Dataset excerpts
━━━━━━━━━━━━━━━━━━━━━━━━━━━━━━
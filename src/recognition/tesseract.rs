//! Tesseract OCR engine.

use std::sync::LazyLock;

use regex::Regex;
use tokio::process::Command;

use crate::{async_utils::check_for_command_failure, intake::UploadedFile, prelude::*};

use super::{ProgressCallback, Recognition, RecognitionProgress, Recognizer};

/// Tesseract sometimes reports unreadable input on stderr while still exiting
/// successfully.
static TESSERACT_ERROR_REGEX: LazyLock<Regex> = LazyLock::new(|| {
    Regex::new(r"(?m)^Error\b").expect("failed to compile regex")
});

/// OCR engine wrapping the `tesseract` CLI tool.
#[non_exhaustive]
pub struct TesseractRecognizer {}

impl TesseractRecognizer {
    /// Create a new `tesseract` engine.
    pub fn new() -> Self {
        Self {}
    }
}

#[async_trait]
impl Recognizer for TesseractRecognizer {
    #[instrument(level = "debug", skip_all, fields(name = %image.name, language = %language))]
    async fn recognize(
        &self,
        image: &UploadedFile,
        language: &str,
        progress: &ProgressCallback<'_>,
    ) -> Result<Recognition> {
        let extension = mime_guess::get_mime_extensions_str(&image.media_type)
            .and_then(|o| o.first())
            .ok_or_else(|| anyhow!("cannot determine extension for {}", image.media_type))?;

        // Write our input to a temporary file.
        let tmpdir = tempfile::TempDir::with_prefix("tesseract")?;
        let input_path = tmpdir.path().join(format!("input.{}", extension));
        let output_base = tmpdir.path().join("output");
        tokio::fs::write(&input_path, &image.data)
            .await
            .context("cannot write tesseract input file")?;

        progress(RecognitionProgress::recognizing(0.0));

        // Ask for both plain text and TSV, which carries per-word confidence.
        let output = Command::new("tesseract")
            .arg(&input_path)
            .arg(&output_base)
            .args(["-l", language])
            .args(["txt", "tsv"])
            .output()
            .await
            .context("cannot run tesseract")?;
        check_for_command_failure("tesseract", &output, Some(&TESSERACT_ERROR_REGEX))?;

        let text = tokio::fs::read_to_string(output_base.with_extension("txt"))
            .await
            .context("cannot read tesseract text output")?;
        let tsv = tokio::fs::read_to_string(output_base.with_extension("tsv"))
            .await
            .context("cannot read tesseract TSV output")?;
        let confidence = mean_word_confidence(&tsv)?;

        progress(RecognitionProgress::recognizing(1.0));
        Ok(Recognition { text, confidence })
    }
}

/// Average the confidence of every recognized word in tesseract's TSV output.
///
/// Word rows have `level == 5`. Rows with a negative confidence carry no word
/// and are skipped. An image with no words has confidence 0.
fn mean_word_confidence(tsv: &str) -> Result<f64> {
    let mut total = 0.0;
    let mut count = 0usize;
    // Skip the header row.
    for (line_idx, line) in tsv.lines().enumerate().skip(1) {
        if line.trim().is_empty() {
            continue;
        }
        let columns = line.split('\t').collect::<Vec<_>>();
        if columns.len() < 11 {
            bail!("malformed tesseract TSV on line {}: {:?}", line_idx + 1, line);
        }
        if columns[0] != "5" {
            continue;
        }
        let conf = columns[10].trim().parse::<f64>().with_context(|| {
            format!("bad confidence in tesseract TSV line {}", line_idx + 1)
        })?;
        if conf >= 0.0 {
            total += conf;
            count += 1;
        }
    }
    Ok(if count == 0 { 0.0 } else { total / count as f64 })
}
//! On-disk cache buckets.
//!
//! Each named bucket is a directory under the storage root. Each entry is a
//! JSON file holding its URL and response, named after the SHA-256 digest of
//! the URL so that long URLs still fit in a file name. Entries are written
//! to a temporary file and renamed into place, so a reader sees either the
//! old entry or the new one, never half of each.

use base64::{Engine as _, prelude::BASE64_URL_SAFE_NO_PAD};
use sha2::{Digest, Sha256};
use tokio::fs;

use crate::prelude::*;

use super::Response;

/// A cached response, as stored on disk.
#[derive(Debug, Deserialize, Serialize)]
#[serde(rename_all = "snake_case", deny_unknown_fields)]
struct StoredEntry {
    url: String,
    response: Response,
}

/// The set of all cache buckets.
#[derive(Clone, Debug)]
pub struct CacheStorage {
    root: PathBuf,
}

impl CacheStorage {
    /// Use `root` to hold our buckets. It will be created when needed.
    pub fn new(root: impl Into<PathBuf>) -> Self {
        Self { root: root.into() }
    }

    /// The names of every bucket, sorted.
    pub async fn keys(&self) -> Result<Vec<String>> {
        let mut names = vec![];
        let mut entries = match fs::read_dir(&self.root).await {
            Ok(entries) => entries,
            Err(err) if err.kind() == std::io::ErrorKind::NotFound => return Ok(names),
            Err(err) => {
                return Err(err).with_context(|| {
                    format!("Failed to list cache directory: {:?}", self.root)
                });
            }
        };
        while let Some(entry) = entries
            .next_entry()
            .await
            .context("Failed to read cache directory entry")?
        {
            if !entry.file_type().await?.is_dir() {
                continue;
            }
            let file_name = entry.file_name();
            match decode_name(&file_name.to_string_lossy()) {
                Some(name) => names.push(name),
                None => debug!(dir = ?file_name, "Ignoring unknown directory in cache"),
            }
        }
        names.sort();
        Ok(names)
    }

    /// Open a bucket, creating it if necessary.
    pub async fn open(&self, name: &str) -> Result<Cache> {
        let dir = self.bucket_dir(name);
        fs::create_dir_all(&dir)
            .await
            .with_context(|| format!("Failed to create cache bucket {:?}", name))?;
        Ok(Cache { dir })
    }

    /// Delete a bucket. Returns false if it didn't exist.
    pub async fn delete(&self, name: &str) -> Result<bool> {
        match fs::remove_dir_all(self.bucket_dir(name)).await {
            Ok(()) => Ok(true),
            Err(err) if err.kind() == std::io::ErrorKind::NotFound => Ok(false),
            Err(err) => {
                Err(err).with_context(|| format!("Failed to delete cache bucket {:?}", name))
            }
        }
    }

    fn bucket_dir(&self, name: &str) -> PathBuf {
        self.root.join(encode_name(name))
    }
}

/// A single cache bucket, mapping URLs to responses.
#[derive(Clone, Debug)]
pub struct Cache {
    dir: PathBuf,
}

impl Cache {
    /// Look up a cached response.
    pub async fn match_url(&self, url: &str) -> Result<Option<Response>> {
        let path = self.entry_path(url);
        let data = match fs::read(&path).await {
            Ok(data) => data,
            Err(err) if err.kind() == std::io::ErrorKind::NotFound => return Ok(None),
            Err(err) => {
                return Err(err)
                    .with_context(|| format!("Failed to read cache entry for {}", url));
            }
        };
        let entry = serde_json::from_slice::<StoredEntry>(&data)
            .with_context(|| format!("Corrupt cache entry for {}", url))?;
        Ok(Some(entry.response))
    }

    /// Store a response, replacing any previous entry for `url`.
    pub async fn put(&self, url: &str, response: &Response) -> Result<()> {
        let entry = StoredEntry {
            url: url.to_owned(),
            response: response.clone(),
        };
        let json = serde_json::to_vec(&entry).context("Failed to serialize cache entry")?;
        let path = self.entry_path(url);
        let tmp_path = path.with_extension("tmp");
        fs::write(&tmp_path, &json)
            .await
            .with_context(|| format!("Failed to write cache entry for {}", url))?;
        fs::rename(&tmp_path, &path)
            .await
            .with_context(|| format!("Failed to commit cache entry for {}", url))?;
        Ok(())
    }

    /// The URLs of every cached entry, sorted.
    pub async fn keys(&self) -> Result<Vec<String>> {
        let mut urls = vec![];
        let mut entries = fs::read_dir(&self.dir)
            .await
            .with_context(|| format!("Failed to list cache bucket: {:?}", self.dir))?;
        while let Some(entry) = entries
            .next_entry()
            .await
            .context("Failed to read cache bucket entry")?
        {
            let path = entry.path();
            if path.extension().is_none_or(|ext| ext != "json") {
                continue;
            }
            let stored = match fs::read(&path).await {
                Ok(data) => serde_json::from_slice::<StoredEntry>(&data).ok(),
                Err(err) => {
                    debug!(path = ?path, "Failed to read cache entry: {}", err);
                    None
                }
            };
            match stored {
                Some(stored) => urls.push(stored.url),
                None => debug!(path = ?path, "Ignoring unreadable cache entry"),
            }
        }
        urls.sort();
        Ok(urls)
    }

    fn entry_path(&self, url: &str) -> PathBuf {
        self.dir.join(format!("{}.json", url_digest(url)))
    }
}

/// A fixed-length, file-name-safe digest of a URL.
fn url_digest(url: &str) -> String {
    let mut hasher = Sha256::new();
    hasher.update(url.as_bytes());
    format!("{:x}", hasher.finalize())
}

/// Turn an arbitrary string into something safe to use as a file name.
fn encode_name(name: &str) -> String {
    BASE64_URL_SAFE_NO_PAD.encode(name.as_bytes())
}

fn decode_name(encoded: &str) -> Option<String> {
    let bytes = BASE64_URL_SAFE_NO_PAD.decode(encoded).ok()?;
    String::from_utf8(bytes).ok()
}

#[cfg(test)]
mod tests {
    use super::*;
    use crate::offline_cache::ResponseType;

    fn response(body: &str) -> Response {
        Response {
            status: 200,
            response_type: ResponseType::Basic,
            content_type: Some("text/html".to_owned()),
            body: body.as_bytes().to_vec(),
        }
    }

    #[tokio::test]
    async fn test_put_and_match() {
        let dir = tempfile::tempdir().unwrap();
        let storage = CacheStorage::new(dir.path());
        let cache = storage.open("isil-ocr-v1").await.unwrap();

        let url = "http://localhost:8080/index.html";
        assert!(cache.match_url(url).await.unwrap().is_none());

        cache.put(url, &response("<h1>v1</h1>")).await.unwrap();
        assert_eq!(cache.match_url(url).await.unwrap(), Some(response("<h1>v1</h1>")));

        // Putting again overwrites.
        cache.put(url, &response("<h1>v2</h1>")).await.unwrap();
        assert_eq!(cache.match_url(url).await.unwrap(), Some(response("<h1>v2</h1>")));
        assert_eq!(cache.keys().await.unwrap(), vec![url.to_owned()]);
    }

    #[tokio::test]
    async fn test_bucket_keys_and_delete() {
        let dir = tempfile::tempdir().unwrap();
        let storage = CacheStorage::new(dir.path().join("not-yet-created"));
        assert!(storage.keys().await.unwrap().is_empty());

        storage.open("isil-ocr-v2").await.unwrap();
        storage.open("isil-ocr-v1").await.unwrap();
        storage.open("other/app").await.unwrap();
        assert_eq!(
            storage.keys().await.unwrap(),
            vec!["isil-ocr-v1", "isil-ocr-v2", "other/app"]
        );

        assert!(storage.delete("isil-ocr-v1").await.unwrap());
        assert!(!storage.delete("isil-ocr-v1").await.unwrap());
        assert_eq!(storage.keys().await.unwrap(), vec!["isil-ocr-v2", "other/app"]);
    }

    #[test]
    fn test_name_encoding() {
        let name = "http://localhost/a b?c=ş";
        let encoded = encode_name(name);
        assert!(!encoded.contains('/'));
        assert_eq!(decode_name(&encoded).as_deref(), Some(name));
        assert_eq!(decode_name("not base64!"), None);
    }

    #[tokio::test]
    async fn test_long_urls_fit_in_file_names() {
        let dir = tempfile::tempdir().unwrap();
        let cache = CacheStorage::new(dir.path()).open("isil-ocr-v1").await.unwrap();

        let url = format!("http://localhost:8080/assets/app.js?v={}", "a".repeat(400));
        cache.put(&url, &response("console.log(1)")).await.unwrap();
        assert_eq!(cache.match_url(&url).await.unwrap(), Some(response("console.log(1)")));
        assert_eq!(cache.keys().await.unwrap(), vec![url.clone()]);
        assert_eq!(cache.entry_path(&url).file_name().unwrap().len(), 64 + ".json".len());
    }

    #[tokio::test]
    async fn test_keys_skip_corrupt_entries() {
        let dir = tempfile::tempdir().unwrap();
        let cache = CacheStorage::new(dir.path()).open("isil-ocr-v1").await.unwrap();

        let good = "http://localhost:8080/";
        let bad = "http://localhost:8080/broken.css";
        cache.put(good, &response("ok")).await.unwrap();
        std::fs::write(cache.entry_path(bad), b"{not json").unwrap();

        assert_eq!(cache.keys().await.unwrap(), vec![good.to_owned()]);
        assert!(cache.match_url(bad).await.is_err());
    }
}
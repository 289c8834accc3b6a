//! File intake: the ordered list of images waiting to be recognized.

use crate::prelude::*;

/// An image file handed to us by the user.
///
/// Never mutated after creation. The data is shared, so cloning is cheap.
#[derive(Clone, Debug)]
pub struct UploadedFile {
    /// The display name of the file, usually the final path component.
    pub name: String,

    /// The size of the file in bytes.
    pub size: u64,

    /// The media type, such as `image/png`.
    pub media_type: String,

    /// The raw file contents.
    pub data: Arc<[u8]>,
}

impl UploadedFile {
    /// Create a new file from in-memory data, detecting the media type.
    pub fn new(name: impl Into<String>, data: impl Into<Arc<[u8]>>) -> Self {
        let name = name.into();
        let data = data.into();
        let media_type = detect_media_type(&name, &data);
        Self {
            name,
            size: data.len() as u64,
            media_type,
            data,
        }
    }

    /// Read a file from disk.
    #[instrument(level = "debug", skip_all, fields(path = %path.display()))]
    pub async fn from_path(path: &Path) -> Result<Self> {
        let data = tokio::fs::read(path)
            .await
            .with_context(|| format!("Failed to read image at path: {:?}", path))?;
        let name = path
            .file_name()
            .map(|name| name.to_string_lossy().into_owned())
            .ok_or_else(|| anyhow!("path has no file name: {:?}", path))?;
        Ok(Self::new(name, data))
    }

    /// Does our media type indicate an image?
    pub fn is_image(&self) -> bool {
        self.media_type.starts_with("image/")
    }

    /// The size in megabytes, formatted for display.
    pub fn size_in_mb(&self) -> String {
        format!("{:.2} MB", self.size as f64 / 1024.0 / 1024.0)
    }
}

/// Could the file at `path` be an image? Extensions win over content when
/// we detect media types, so a non-image extension rules a file out before
/// we read it. Files with no known extension have to be sniffed.
pub fn may_be_image(path: &Path) -> bool {
    mime_guess::from_path(path)
        .first()
        .is_none_or(|mime| mime.type_() == mime_guess::mime::IMAGE)
}

/// Guess a media type the way a browser would: from the extension first, and
/// then by sniffing the content.
fn detect_media_type(name: &str, data: &[u8]) -> String {
    if let Some(mime) = mime_guess::from_path(name).first() {
        return mime.essence_str().to_owned();
    }
    infer::get(data)
        .map(|kind| kind.mime_type().to_owned())
        .unwrap_or_else(|| "application/octet-stream".to_owned())
}

/// The ordered list of files selected for recognition.
#[derive(Debug, Default)]
pub struct FileIntake {
    files: Vec<UploadedFile>,
}

impl FileIntake {
    /// Create an empty intake list.
    pub fn new() -> Self {
        Self::default()
    }

    /// Append every image in `files`, preserving order. Anything that isn't
    /// an image is dropped without complaint.
    ///
    /// Returns the number of files kept.
    pub fn add(&mut self, files: impl IntoIterator<Item = UploadedFile>) -> usize {
        let before = self.files.len();
        for file in files {
            if file.is_image() {
                self.files.push(file);
            } else {
                debug!(
                    name = %file.name,
                    media_type = %file.media_type,
                    "Ignoring non-image file"
                );
            }
        }
        self.files.len() - before
    }

    /// Remove the file at `index`. Out of range indices do nothing.
    pub fn remove_at(&mut self, index: usize) -> Option<UploadedFile> {
        if index < self.files.len() {
            Some(self.files.remove(index))
        } else {
            None
        }
    }

    /// Remove every file.
    pub fn clear(&mut self) {
        self.files.clear();
    }

    /// The files, in submission order.
    pub fn files(&self) -> &[UploadedFile] {
        &self.files
    }

    pub fn len(&self) -> usize {
        self.files.len()
    }

    pub fn is_empty(&self) -> bool {
        self.files.is_empty()
    }
}
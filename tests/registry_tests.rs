#![allow(clippy::unwrap_used, clippy::expect_used)]

mod common;

use std::io::Write;
use std::sync::{Arc, Mutex};

use http::Method;
use serde_json::{json, Value};
use tracing_subscriber::fmt::MakeWriter;

use common::{get_cx, pet_baseline};
use schema_overlay::{
    operation_document, Artifact, OperationContext, OperationSchema, Overlay, OverlayError,
    OverlayRegistry, StaticSchema,
};

fn document(schema: &dyn OperationSchema, cx: &OperationContext<'_>) -> Value {
    operation_document(schema, cx).unwrap().unwrap()
}

fn tags_overlay(tag: &str) -> Overlay {
    Overlay::builder().tags([tag]).build()
}

#[test]
fn test_invalid_artifact_fails_attachment() {
    let mut registry = OverlayRegistry::new();
    let err = registry
        .attach(&Artifact::group(""), tags_overlay("x"))
        .unwrap_err();
    assert!(matches!(err, OverlayError::UnsupportedArtifact { .. }));

    let err = registry
        .attach(&Artifact::method("Pets", ""), tags_overlay("x"))
        .unwrap_err();
    assert!(matches!(err, OverlayError::UnsupportedArtifact { .. }));
}

#[test]
fn test_last_method_attachment_wins() {
    let mut registry = OverlayRegistry::new();
    let target = Artifact::method("Pets", "list");
    registry.attach(&target, tags_overlay("a")).unwrap();
    registry.attach(&target, tags_overlay("b")).unwrap();

    let schema = registry.schema_for("Pets", "list", Arc::new(pet_baseline()));
    assert_eq!(document(schema.as_ref(), &get_cx())["tags"], json!(["b"]));
}

#[test]
fn test_out_of_scope_layer_falls_through_to_earlier_layer() {
    let mut registry = OverlayRegistry::new();
    let target = Artifact::method("Pets", "list");
    registry.attach(&target, tags_overlay("a")).unwrap();
    registry
        .attach(
            &target,
            Overlay::builder().methods([Method::POST]).tags(["b"]).build(),
        )
        .unwrap();

    // The outermost layer is POST-scoped; a GET document falls through to
    // the earlier layer instead of the baseline.
    let schema = registry.schema_for("Pets", "list", Arc::new(pet_baseline()));
    assert_eq!(document(schema.as_ref(), &get_cx())["tags"], json!(["a"]));
}

#[test]
fn test_group_default_with_method_specific_override() {
    let mut registry = OverlayRegistry::new();
    registry
        .attach(&Artifact::group("Pets"), tags_overlay("group"))
        .unwrap();
    registry
        .attach(&Artifact::method("Pets", "list"), tags_overlay("list"))
        .unwrap();

    let list = registry.schema_for("Pets", "list", Arc::new(pet_baseline()));
    let create = registry.schema_for("Pets", "create", Arc::new(pet_baseline()));

    // The later method attachment wins for its method; every other method
    // keeps the group default.
    assert_eq!(document(list.as_ref(), &get_cx())["tags"], json!(["list"]));
    assert_eq!(document(create.as_ref(), &get_cx())["tags"], json!(["group"]));
}

#[test]
fn test_group_attachment_after_method_takes_priority() {
    let mut registry = OverlayRegistry::new();
    registry
        .attach(&Artifact::method("Pets", "list"), tags_overlay("list"))
        .unwrap();
    registry
        .attach(&Artifact::group("Pets"), tags_overlay("group"))
        .unwrap();

    let list = registry.schema_for("Pets", "list", Arc::new(pet_baseline()));
    assert_eq!(document(list.as_ref(), &get_cx())["tags"], json!(["group"]));
}

#[test]
fn test_reattaching_same_overlay_does_not_duplicate_layers() {
    let mut registry = OverlayRegistry::new();
    let target = Artifact::method("Pets", "list");
    let shared = Arc::new(
        Overlay::builder()
            .parameter(schema_overlay::ParameterSpec::query("page"))
            .build(),
    );
    registry.attach_shared(&target, Arc::clone(&shared)).unwrap();
    registry.attach_shared(&target, Arc::clone(&shared)).unwrap();

    assert_eq!(registry.chain_for("Pets", "list").len(), 1);

    // A single append, not two.
    let schema = registry.schema_for("Pets", "list", Arc::new(pet_baseline()));
    assert_eq!(schema.parameters(&get_cx()).unwrap().len(), 2);
}

#[test]
fn test_reattachment_moves_layer_to_most_recent_position() {
    let mut registry = OverlayRegistry::new();
    let target = Artifact::method("Pets", "list");
    let first = Arc::new(tags_overlay("first"));
    registry.attach_shared(&target, Arc::clone(&first)).unwrap();
    registry.attach(&target, tags_overlay("second")).unwrap();
    registry.attach_shared(&target, Arc::clone(&first)).unwrap();

    let schema = registry.schema_for("Pets", "list", Arc::new(pet_baseline()));
    assert_eq!(document(schema.as_ref(), &get_cx())["tags"], json!(["first"]));
    assert_eq!(registry.chain_for("Pets", "list").len(), 2);
}

#[test]
fn test_callable_layers_park_until_bound() {
    let mut registry = OverlayRegistry::new();
    registry
        .attach(&Artifact::callable("list_pets"), tags_overlay("parked"))
        .unwrap();
    assert!(!registry.has_overlays("Pets", "list"));

    registry.bind_callable("list_pets", "Pets", "list").unwrap();
    assert!(registry.has_overlays("Pets", "list"));

    let schema = registry.schema_for("Pets", "list", Arc::new(pet_baseline()));
    assert_eq!(document(schema.as_ref(), &get_cx())["tags"], json!(["parked"]));
}

#[test]
fn test_empty_chain_returns_baseline_schema() {
    let registry = OverlayRegistry::new();
    let baseline: Arc<dyn OperationSchema> = Arc::new(pet_baseline());
    let schema = registry.schema_for("Pets", "list", Arc::clone(&baseline));

    let plain = document(baseline.as_ref(), &get_cx());
    assert_eq!(document(schema.as_ref(), &get_cx()), plain);
}

#[derive(Clone, Default)]
struct CaptureWriter(Arc<Mutex<Vec<u8>>>);

impl CaptureWriter {
    fn contents(&self) -> String {
        String::from_utf8_lossy(&self.0.lock().unwrap()).into_owned()
    }
}

impl Write for CaptureWriter {
    fn write(&mut self, buf: &[u8]) -> std::io::Result<usize> {
        self.0.lock().unwrap().extend_from_slice(buf);
        Ok(buf.len())
    }

    fn flush(&mut self) -> std::io::Result<()> {
        Ok(())
    }
}

impl<'a> MakeWriter<'a> for CaptureWriter {
    type Writer = CaptureWriter;

    fn make_writer(&'a self) -> Self::Writer {
        self.clone()
    }
}

#[test]
fn test_group_level_identity_override_warns_but_proceeds() {
    let writer = CaptureWriter::default();
    let subscriber = tracing_subscriber::fmt()
        .with_writer(writer.clone())
        .with_ansi(false)
        .finish();

    let mut registry = OverlayRegistry::new();
    tracing::subscriber::with_default(subscriber, || {
        registry
            .attach(
                &Artifact::group("Pets"),
                Overlay::builder().operation_id("everything").build(),
            )
            .unwrap();
    });

    let logs = writer.contents();
    assert!(logs.contains("group granularity"), "missing warning: {logs}");

    // Advisory only: the overlay still governs every method of the group.
    let schema = registry.schema_for("Pets", "retrieve", Arc::new(StaticSchema::new("auto")));
    assert_eq!(
        document(schema.as_ref(), &get_cx())["operationId"],
        "everything"
    );
}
━━━━━━━━━━━━━━━━━━━━━━━━━━━━━━
_Exercise brief:_
Show all lines in the entries above where the word "impl" appears.

_Solution for this problem:_
impl TesseractRecognizer {
impl Recognizer for TesseractRecognizer {
impl CacheStorage {
    pub fn new(root: impl Into<PathBuf>) -> Self {
impl Cache {
impl UploadedFile {
    pub fn new(name: impl Into<String>, data: impl Into<Arc<[u8]>>) -> Self {
impl FileIntake {
    pub fn add(&mut self, files: impl IntoIterator<Item = UploadedFile>) -> usize {
impl CaptureWriter {
impl Write for CaptureWriter {
impl<'a> MakeWriter<'a> for CaptureWriter {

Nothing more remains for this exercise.